The pope himself had written in a February letter that the church should not be shy of using the media, including the internet, to spread its message, saying the “mass media can and must promote justice and solidarity.”

But members of the Catholic church and outside observers alike argued that the display of Karol Wojtyla's pain had gone too far. “Putting the pontiff's illness on show is just turning it into a spectacle for the use and consumption of the world public opinion,” Father Vincenzo Marras, editor of the Italian magazine Jesus said in an interview in La Stampa. “Wojtyla's aides ought to be more restrained.”

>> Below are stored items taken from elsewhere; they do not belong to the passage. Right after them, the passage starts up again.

//! Literal values against declared field types

use std::sync::{Arc, LazyLock};

use regex::Regex;

use super::Checker;
use crate::diagnostics::{arity_error, type_mismatch_error};
use crate::resolve::Definition;
use crate::syntax::{NodeId, NodeKind, SyntaxTree};

static BOOL: LazyLock<Regex> = LazyLock::new(|| Regex::new(r"^(?i:true|false)$").unwrap());
static INTEGER: LazyLock<Regex> = LazyLock::new(|| Regex::new(r"^[0-9]+$").unwrap());
static DECIMAL: LazyLock<Regex> = LazyLock::new(|| Regex::new(r"^[0-9]+\.[0-9]+$").unwrap());
static STRING: LazyLock<Regex> = LazyLock::new(|| Regex::new(r#"^".*"$"#).unwrap());

const INTEGER_TYPES: &[&str] = &[
    "uint32", "uint64", "int32", "int64", "sint32", "sint64", "fixed32", "fixed64", "sfixed32",
    "sfixed64", "EntityId",
];
const DECIMAL_TYPES: &[&str] = &["float", "double"];
const STRING_TYPES: &[&str] = &["string", "bytes"];

/// Pattern a literal must match for a primitive type, with its description
fn primitive_pattern(base: &str) -> Option<(&'static Regex, &'static str)> {
    if base == "bool" {
        Some((&*BOOL, "true or false"))
    } else if INTEGER_TYPES.contains(&base) {
        Some((&*INTEGER, "an integer"))
    } else if DECIMAL_TYPES.contains(&base) {
        Some((&*DECIMAL, "a decimal"))
    } else if STRING_TYPES.contains(&base) {
        Some((&*STRING, "a string"))
    } else {
        None
    }
}

/// Declared type split into its head name and generic parameter nodes
struct ExpectedType<'t> {
    base: &'t str,
    params: Vec<NodeId>,
    full: &'t str,
}

impl<'t> ExpectedType<'t> {
    fn of(tree: &'t SyntaxTree, node: NodeId) -> Self {
        let full = tree.text(node);
        if tree.kind(node) != NodeKind::FieldType {
            return Self {
                base: full,
                params: Vec::new(),
                full,
            };
        }
        Self {
            base: tree
                .first_child_of_kind(node, NodeKind::TypeName)
                .map_or(full, |n| tree.text(n)),
            params: tree
                .children_of_kind(node, NodeKind::TypeParameterName)
                .collect(),
            full,
        }
    }
}

impl Checker<'_> {
    /// Check a value node against a declared type node
    ///
    /// `expected` may live in another file (an imported type's field), so
    /// its tree is passed alongside; names in it resolve from there.
    pub fn check_field(&mut self, value: NodeId, expected_tree: &Arc<SyntaxTree>, expected: NodeId) {
        let tree = self.tree;
        let typed = tree.text(value).trim();
        let ty = ExpectedType::of(expected_tree, expected);

        if typed == "_" {
            if ty.base != "option" {
                self.push(type_mismatch_error(
                    tree,
                    value,
                    format!("Illegal Character. Empty options are not allowed on {}", ty.full),
                ));
            }
            return;
        }

        if ty.params.is_empty() {
            if let Some((pattern, description)) = primitive_pattern(ty.base) {
                if !pattern.is_match(typed) {
                    self.push(type_mismatch_error(
                        tree,
                        value,
                        format!("Expected {}. Found '{}'", description, typed),
                    ));
                }
                return;
            }
        }

        match ty.base {
            "option" => {
                if let Some(&inner) = ty.params.first() {
                    self.check_field(value, expected_tree, inner);
                }
            }
            "list" => {
                if !typed.starts_with('[') {
                    self.push(type_mismatch_error(tree, value, "Lists should start with '['".into()));
                } else if !typed.ends_with(']') {
                    self.push(type_mismatch_error(tree, value, "Lists should end with ']'".into()));
                } else if let Some(&element) = ty.params.first() {
                    for item in tree.value_children(value) {
                        self.check_field(item, expected_tree, element);
                    }
                }
            }
            "map" => {
                if !typed.starts_with('{') {
                    self.push(type_mismatch_error(tree, value, "Maps should start with '{'".into()));
                } else if !typed.ends_with('}') {
                    self.push(type_mismatch_error(tree, value, "Maps should end with '}'".into()));
                } else {
                    for entry in tree.value_children(value) {
                        self.map_entry(entry, expected_tree, &ty.params);
                    }
                }
            }
            base => self.user_type(value, typed, expected_tree, expected, base),
        }
    }

    fn map_entry(&mut self, entry: NodeId, expected_tree: &Arc<SyntaxTree>, params: &[NodeId]) {
        let tree = self.tree;
        let parts: Vec<NodeId> = tree.value_children(entry).collect();
        let &[key, value] = &parts[..] else {
            self.push(type_mismatch_error(
                tree,
                entry,
                "Invalid map entry. Format should be K:V".into(),
            ));
            return;
        };
        if let &[key_type, value_type] = params {
            self.check_field(key, expected_tree, key_type);
            self.check_field(value, expected_tree, value_type);
        }
    }

    fn user_type(
        &mut self,
        value: NodeId,
        typed: &str,
        expected_tree: &Arc<SyntaxTree>,
        expected: NodeId,
        base: &str,
    ) {
        // An unknown declared type is reported on the declaration itself
        let Some(target) = self.resolver.resolve(expected_tree, expected, base) else {
            return;
        };
        match target.kind() {
            NodeKind::Enum => self.enum_literal(value, typed, &target, expected_tree, expected, base),
            NodeKind::Type | NodeKind::Component => self.instance_literal(value, typed, &target, base),
            _ => {}
        }
    }

    /// The literal must name one of the enum's values, qualified or bare
    fn enum_literal(
        &mut self,
        value: NodeId,
        typed: &str,
        target: &Definition,
        expected_tree: &Arc<SyntaxTree>,
        expected: NodeId,
        base: &str,
    ) {
        let tree = self.tree;
        self.judged.insert(value);

        let found = self.resolver.resolve(tree, value, typed).or_else(|| {
            if typed.contains('.') {
                None
            } else {
                let qualified = format!("{}.{}", base, typed);
                self.resolver.resolve(expected_tree, expected, &qualified)
            }
        });

        match found {
            Some(member) if member.kind() == NodeKind::EnumValue => {
                if !member.is_child_of(target) {
                    self.push(type_mismatch_error(
                        tree,
                        value,
                        format!("Enum '{}' is not of type '{}'", typed, base),
                    ));
                }
            }
            _ => self.push(type_mismatch_error(
                tree,
                value,
                format!("Invalid type {}. Expected enum-type: '{}'", typed, base),
            )),
        }
    }

    /// Nominal match for constructor calls and bare instance references
    fn instance_literal(&mut self, value: NodeId, typed: &str, target: &Definition, base: &str) {
        let tree = self.tree;
        match tree.kind(value) {
            NodeKind::NewInstance => {
                let Some(name) = tree.first_child_of_kind(value, NodeKind::NewInstanceName) else {
                    return;
                };
                let head = self.resolver.resolve(tree, value, tree.text(name));
                if head.as_ref() != Some(target) {
                    self.push(type_mismatch_error(
                        tree,
                        value,
                        format!("Expected '{}' found '{}'", base, tree.text(name)),
                    ));
                }
            }
            NodeKind::EnumOrInstanceRef => {
                self.judged.insert(value);
                match self.resolver.resolve(tree, value, typed) {
                    Some(head) if &head == target => {
                        let fields = target.tree().ordered_fields(target.node()).len();
                        if fields != 0 {
                            self.push(arity_error(tree, value, fields, 0));
                        }
                    }
                    _ => self.push(type_mismatch_error(
                        tree,
                        value,
                        format!("Expected '{}' found '{}'", base, typed),
                    )),
                }
            }
            _ => self.push(type_mismatch_error(
                tree,
                value,
                format!("Expected '{}' found '{}'", base, typed),
            )),
        }
    }
}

“The line was crossed during the Easter ceremonies,” Father Marras said. “Showing him for a quarter of an hour helpless at his window to say just one word was terrible. I found those images deeply disturbing. The problem was not that this was live suffering on TV, but that an extremely private moment of illness was being turned, at all costs, into a spectacle.”

Italy's leading sociologist, Franco Ferrarotti, also expressed his concern, warning against “turning suffering into a show.”

John Paul II's death was perhaps one of the most public deaths of a world leader in history. The Vatican, one of the world's most notoriously secretive institutions, scored a media coup by feeding hungry journalists with more information than most had ever dreamt of about this much anticipated death. They had expected to be kept in the dark, remembering how the Vatican kept Pope John XXIII's inoperable stomach cancer secret until just a few days before he died in June 1963.

Although some have feared that the Vatican made cold blooded use of the pope's illness for media effect, others note that it should be praised for its transparency. Many remember the recent illness and death of another media friendly leader, Yasser Arafat, which was shrouded in secrecy, leading to conspiracy theories that continue to fill websites today.

Amid the tributes in the days after Karol Wojtyla's death, many noted that without the media this pope would not have touched the world in the way he did, even though he had travelled to more than 120 countries.

“Karol Wojtyla would not have become Pope Wojtyla without the media—something he was very much aware of,” said an editorial in Italy's Il Messaggero newspaper. “No one was as aware as he was of the importance of the media in our present time. Similarly no one knew how to exploit with such amiable ruthlessness its immense potential to the extent that he did.”